Don't be trapped by your Healthtech Roadmap
Why Every Health Tech CPO Should Delete Their Roadmap (And Build This Instead)What do a bunch of health tech companies I’ve examined over the past few years have in common? Quite a lot in fact. But one things sticks out – neat quarterly boxes filled with feature names, integration milestones, and platform expansion plans. They’re beautiful documents that bear no resemblance to reality. In other words ‘Roadmaps’.
Healthcare doesn’t follow software timelines. Regulatory approvals get delayed. Clinical studies produce unexpected results. Reimbursement policies change overnight. User behaviour shifts based on external health events (COVID).
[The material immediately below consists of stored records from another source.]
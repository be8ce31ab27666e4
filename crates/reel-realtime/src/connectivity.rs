//! Environment signals that force live channels to resubscribe.
//!
//! Mobile engines can leave a socket reporting `subscribed` while nothing
//! flows after a background/lock transition. Status alone cannot detect
//! that, so returning to the foreground or regaining the network resets the
//! retry counter of every enabled subscription and reopens its channel.

use std::fmt;
use std::sync::Arc;

use parking_lot::Mutex;
use tokio::sync::broadcast;
use tracing::{debug, info};

#[derive(Debug, Clone, Copy, PartialEq, Eq)]
pub enum Visibility {
    Foreground,
    Background,
}

/// Why a subscription was forced back to `connecting`.
#[derive(Debug, Clone, Copy, PartialEq, Eq)]
pub enum ReconnectReason {
    Manual,
    Foreground,
    NetworkRestored,
}

impl fmt::Display for ReconnectReason {
    fn fmt(&self, f: &mut fmt::Formatter<'_>) -> fmt::Result {
        f.write_str(match self {
            Self::Manual => "manual",
            Self::Foreground => "foreground restored",
            Self::NetworkRestored => "network restored",
        })
    }
}

#[derive(Debug)]
struct Environment {
    visibility: Visibility,
    online: bool,
}

/// Process-wide sink for platform visibility and network transitions.
/// Cloning shares the same state.
#[derive(Clone)]
pub struct ConnectivityWatcher {
    inner: Arc<WatcherInner>,
}

struct WatcherInner {
    restore_tx: broadcast::Sender<ReconnectReason>,
    environment: Mutex<Environment>,
}

impl Default for ConnectivityWatcher {
    fn default() -> Self {
        Self::new()
    }
}

impl ConnectivityWatcher {
    /// Starts foregrounded and online.
    pub fn new() -> Self {
        let (restore_tx, _) = broadcast::channel(16);
        Self {
            inner: Arc::new(WatcherInner {
                restore_tx,
                environment: Mutex::new(Environment {
                    visibility: Visibility::Foreground,
                    online: true,
                }),
            }),
        }
    }

    /// Receive a [`ReconnectReason`] each time the app returns to the
    /// foreground or the network comes back.
    pub fn subscribe(&self) -> broadcast::Receiver<ReconnectReason> {
        self.inner.restore_tx.subscribe()
    }

    pub fn set_visibility(&self, visibility: Visibility) {
        let restored = {
            let mut env = self.inner.environment.lock();
            let restored = env.visibility == Visibility::Background && visibility == Visibility::Foreground;
            env.visibility = visibility;
            restored
        };

        if restored {
            info!("app returned to foreground, forcing resubscribe");
            self.emit(ReconnectReason::Foreground);
        } else {
            debug!(?visibility, "visibility unchanged or hidden");
        }
    }

    pub fn set_online(&self, online: bool) {
        let restored = {
            let mut env = self.inner.environment.lock();
            let restored = !env.online && online;
            env.online = online;
            restored
        };

        if restored {
            info!("network restored, forcing resubscribe");
            self.emit(ReconnectReason::NetworkRestored);
        } else if !online {
            debug!("network went offline");
        }
    }

    pub fn is_foreground(&self) -> bool {
        self.inner.environment.lock().visibility == Visibility::Foreground
    }

    pub fn is_online(&self) -> bool {
        self.inner.environment.lock().online
    }

    fn emit(&self, reason: ReconnectReason) {
        // No receivers simply means no subscription is enabled right now.
        let _ = self.inner.restore_tx.send(reason);
    }
}
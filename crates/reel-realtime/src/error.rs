use thiserror::Error;

/// The feed transport refused or failed to open a channel.
#[derive(Debug, Clone, Error, PartialEq, Eq)]
pub enum FeedError {
    #[error("unknown table {schema}.{table}")]
    UnknownTable { schema: String, table: String },

    #[error("transport unavailable: {0}")]
    Unavailable(String),
}

/// Datastore collaborator failures.
#[derive(Debug, Clone, Error, PartialEq, Eq)]
pub enum StoreError {
    #[error("not found")]
    NotFound,

    #[error("not authorized")]
    Unauthorized,

    #[error("invalid request: {0}")]
    Invalid(String),

    #[error("datastore error: {0}")]
    Backend(String),
}

#[derive(Debug, Error)]
pub enum RealtimeError {
    #[error(transparent)]
    Feed(#[from] FeedError),

    #[error(transparent)]
    Store(#[from] StoreError),

    #[error("invalid configuration: {0}")]
    Config(String),

    #[error("no identity is signed in")]
    SignedOut,
}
Yet we keep building roadmaps as if health tech operates in a predictable environment. I could argue that roadmaps in general exist as exercises in controlled fiction offering certainty in a world that rarely cooperates.
Why Health Tech Is Different
Traditional software can iterate rapidly because the cost of being wrong is usually low. Ship a buggy social media feature? Users complain but keep scrolling. I noticed recently for example that there was no difference in the CTA for Follow or Following on Instagram discovery pages. I couldn’t believe that such an oversight had made it into production – albeit a relatively minor issue. But it didn’t matter. Ship a buggy medication reminder? People miss doses and end up in emergency rooms.
This fundamental difference demands a different approach to product strategy:
- Validation cycles must include clinical outcomes, not just user engagement
- Regulatory requirements change faster than development cycles
- User behaviour varies dramatically based on health status
- Integration dependencies are controlled by external organisations with different priorities
The Alternative: Health-First Product Strategy
Instead of roadmaps, successful health tech product leaders are building what I call “Health Impact Frameworks” – these are dynamic strategies that prioritise patient outcomes over feature delivery. This means potential pivots early, pivoting and responding – not to mention suddenly dedicating resource to something that cannot be left alone for whatever reason (safety, incoming headwinds of a competitor for example).
The Three-Horizon Approach:
Horizon 1 (0-6 months): Behaviour Validation Don’t plan features, plan behaviour change experiments. Each experiment should test a specific hypothesis about patient behaviour and measure clinical outcomes, not product metrics.
Example: Instead of “Build medication adherence dashboard,” test “Can SMS reminders at optimal timing increase adherence by 15% for Type 2 diabetes patients?”
Horizon 2 (6-18 months): System Integration Focus on embedding your proven behaviour changes into existing care workflows. This isn’t about API connections, it’s about changing how healthcare providers work. I see this a lot in the NHS and believe there is a ton of work to be done to get more efficient patient outcomes delivered.
I see successful companies who try to partner with the NHS deliver their own outcomes within the creaking tech architecture of the NHS rather than trying to deeply integrate with it. This means that if you’re an external provider then think about how you can change doctors, nurses or other healthcare workers’ behaviour and how they do their daily jobs. If you build an app that helped diabetic patients remember to take their meds don’t try to send data to the doctor’s existing system. Change the doctor’s routine so they use the app insights to take action.
Horizon 3 (18+ months): Market Expansion Only after proving behaviour change and workflow integration should you consider scaling to new conditions, populations, or markets.
The CPO Mindset Shift
This approach requires fundamentally different skills from traditional product management:
- Think like a behavioural scientist, not a feature factory. Your job is to understand what drives sustained health behaviour change.
- Measure like a clinician, not a growth hacker. MAU means nothing if patients aren’t healthier. Focus on clinical endpoints.
- Plan like an emergency room, not a software company. Build systems that adapt quickly to changing patient needs. And communicate this need to the team, allow for pivots.
- Partner like a healthcare provider, not a tech company. Your stakeholders include patients, families, doctors, and insurers each with different success metrics.
The Practical Framework
Replace quarterly planning with monthly health outcome reviews. Ask these questions:
- Which patient behaviours changed in measurable ways?
- What clinical outcomes improved (or didn’t)?
- Which healthcare providers changed their workflows?
- What external factors affected our results?
Use those answers to adjust your next month’s experiments, not to update a roadmap that assumes predictability in an unpredictable industry. And remember, there are varying levels of success. You might first need to use your product to enact habit changes in lifestyles in your patients. Only then for example might you see real world PATIENT fed-back changes in their condition or initial problem. It’s nuanced and complex – act accordingly! And remember, would you rather save a few lives than deliver a product that reaches 10 million users but does nothing.